MATERIAL FOR THIS EXERCISE:
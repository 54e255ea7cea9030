//! Shared requirement term-sets for enforcement and evaluation.
//!
//! A requirement is a canonical phrase plus the lowercase substrings that
//! count as satisfying it. The enforcer injects canonical phrasings when
//! terms are missing; the evaluator resolves expectation phrases through
//! the alias table. Both go through this module so the two sides never
//! drift apart.

use crate::ticket::{Signals, Ticket};
use crate::triage::Category;

/// A named requirement resolving to a set of required substrings.
///
/// Terms need not be contiguous or in order; presence anywhere in the
/// (lowercased) haystack satisfies the requirement.
#[derive(Debug, Clone, Copy)]
pub struct Requirement {
    pub canonical: &'static str,
    pub terms: &'static [&'static str],
}

impl Requirement {
    /// True when every term appears somewhere in `haystack`.
    /// `haystack` must already be lowercased.
    pub fn is_met(&self, haystack: &str) -> bool {
        self.terms.iter().all(|term| haystack.contains(term))
    }
}

/// Clarifying questions that must be present for account tickets.
pub const ACCOUNT_QUESTIONS: &[Requirement] = &[
    Requirement {
        canonical: "What email/username are you using?",
        terms: &["email", "username"],
    },
    Requirement {
        canonical: "Which device and browser/app version are you using?",
        terms: &["device", "browser"],
    },
    Requirement {
        canonical: "What time (and timezone) did you try logging in?",
        terms: &["time"],
    },
];

/// Clarifying questions that must be present for billing tickets.
pub const BILLING_QUESTIONS: &[Requirement] = &[
    Requirement {
        canonical: "Can you share the invoice ID(s) for the charges?",
        terms: &["invoice", "id"],
    },
    Requirement {
        canonical: "What are the last 4 digits of the card (or payment method) used?",
        terms: &["last", "4"],
    },
    Requirement {
        canonical: "What are the dates of the charges?",
        terms: &["date", "charge"],
    },
];

/// Internal actions that must be present for outage tickets.
pub const OUTAGE_ACTIONS: &[Requirement] = &[
    Requirement {
        canonical: "Check status page",
        terms: &["status", "page"],
    },
    Requirement {
        canonical: "Check error rate/latency dashboards",
        terms: &["error", "rate"],
    },
    Requirement {
        canonical: "Open incident and page on-call if not already engaged",
        terms: &["open", "incident"],
    },
];

/// Internal actions that must be present for feature tickets.
pub const FEATURE_ACTIONS: &[Requirement] = &[
    Requirement {
        canonical: "Log feature request",
        terms: &["log", "feature"],
    },
    Requirement {
        canonical: "Capture use case",
        terms: &["capture", "use case"],
    },
];

/// Internal actions that must be present for security tickets.
pub const SECURITY_ACTIONS: &[Requirement] = &[
    Requirement {
        canonical: "Force logout sessions (invalidate all active sessions)",
        terms: &["force", "logout", "sessions"],
    },
    Requirement {
        canonical: "Reset credentials",
        terms: &["reset", "credentials"],
    },
    Requirement {
        canonical: "Review audit logs",
        terms: &["review", "audit", "logs"],
    },
];

/// Extra question required when an outage ticket is ambiguous about
/// "200 errors" (occurrence count vs HTTP 200 responses).
pub const AMBIGUOUS_200_QUESTION: Requirement = Requirement {
    canonical: "Do you mean 200 error occurrences or HTTP 200 responses?",
    terms: &["200", "http"],
};

/// Extra actions required alongside the 200-ambiguity question.
pub const AMBIGUOUS_200_ACTIONS: &[Requirement] = &[
    Requirement {
        canonical: "Check monitoring dashboards",
        terms: &["monitoring", "dashboards"],
    },
    Requirement {
        canonical: "Confirm status codes",
        terms: &["status", "codes"],
    },
];

/// Phrases that must never reach a customer.
pub const FORBIDDEN_PHRASES: &[&str] = &[
    "share your password",
    "send your password",
    "share your 2fa",
    "share your 2fa codes",
];

/// Evaluation aliases: expectation phrase resolving to required terms.
const ALIASES: &[Requirement] = &[
    Requirement {
        canonical: "device/browser",
        terms: &["device", "browser"],
    },
    Requirement {
        canonical: "time of attempt",
        terms: &["time", "timezone"],
    },
    Requirement {
        canonical: "date of charge",
        terms: &["date", "charge"],
    },
    Requirement {
        canonical: "force logout sessions",
        terms: &["force logout", "sessions"],
    },
    Requirement {
        canonical: "check monitoring dashboards",
        terms: &["monitoring", "dashboards"],
    },
    Requirement {
        canonical: "confirm status codes",
        terms: &["status codes", "http"],
    },
];

/// Questions the enforcer requires for a category.
pub fn required_questions(category: Category) -> &'static [Requirement] {
    match category {
        Category::Account => ACCOUNT_QUESTIONS,
        Category::Billing => BILLING_QUESTIONS,
        _ => &[],
    }
}

/// Actions the enforcer requires for a category.
pub fn required_actions(category: Category) -> &'static [Requirement] {
    match category {
        Category::Outage => OUTAGE_ACTIONS,
        Category::Feature => FEATURE_ACTIONS,
        Category::Security => SECURITY_ACTIONS,
        _ => &[],
    }
}

/// Whether the ticket is ambiguous about "200 errors".
pub fn has_200_ambiguity(ticket: &Ticket, signals: &Signals) -> bool {
    let desc = ticket.description.to_lowercase();
    desc.contains("200 errors")
        || signals
            .ambiguity_notes
            .iter()
            .any(|note| note.to_lowercase().contains("200"))
}

/// Alias-aware phrase check used by the evaluation matcher.
///
/// Direct substring match first; otherwise, if the phrase has a registered
/// alias, all alias terms must appear. `haystack` must be lowercased.
pub fn requirement_met(haystack: &str, phrase: &str) -> bool {
    let phrase_lc = phrase.to_lowercase();
    if haystack.contains(&phrase_lc) {
        return true;
    }
    ALIASES
        .iter()
        .find(|alias| alias.canonical == phrase_lc)
        .map(|alias| alias.is_met(haystack))
        .unwrap_or(false)
}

WHAT TO PRODUCE:
Search the records for the word "expectation". Copy each line where it appears.

WRITTEN SOLUTION:
//! terms are missing; the evaluator resolves expectation phrases through
/// Evaluation aliases: expectation phrase resolving to required terms.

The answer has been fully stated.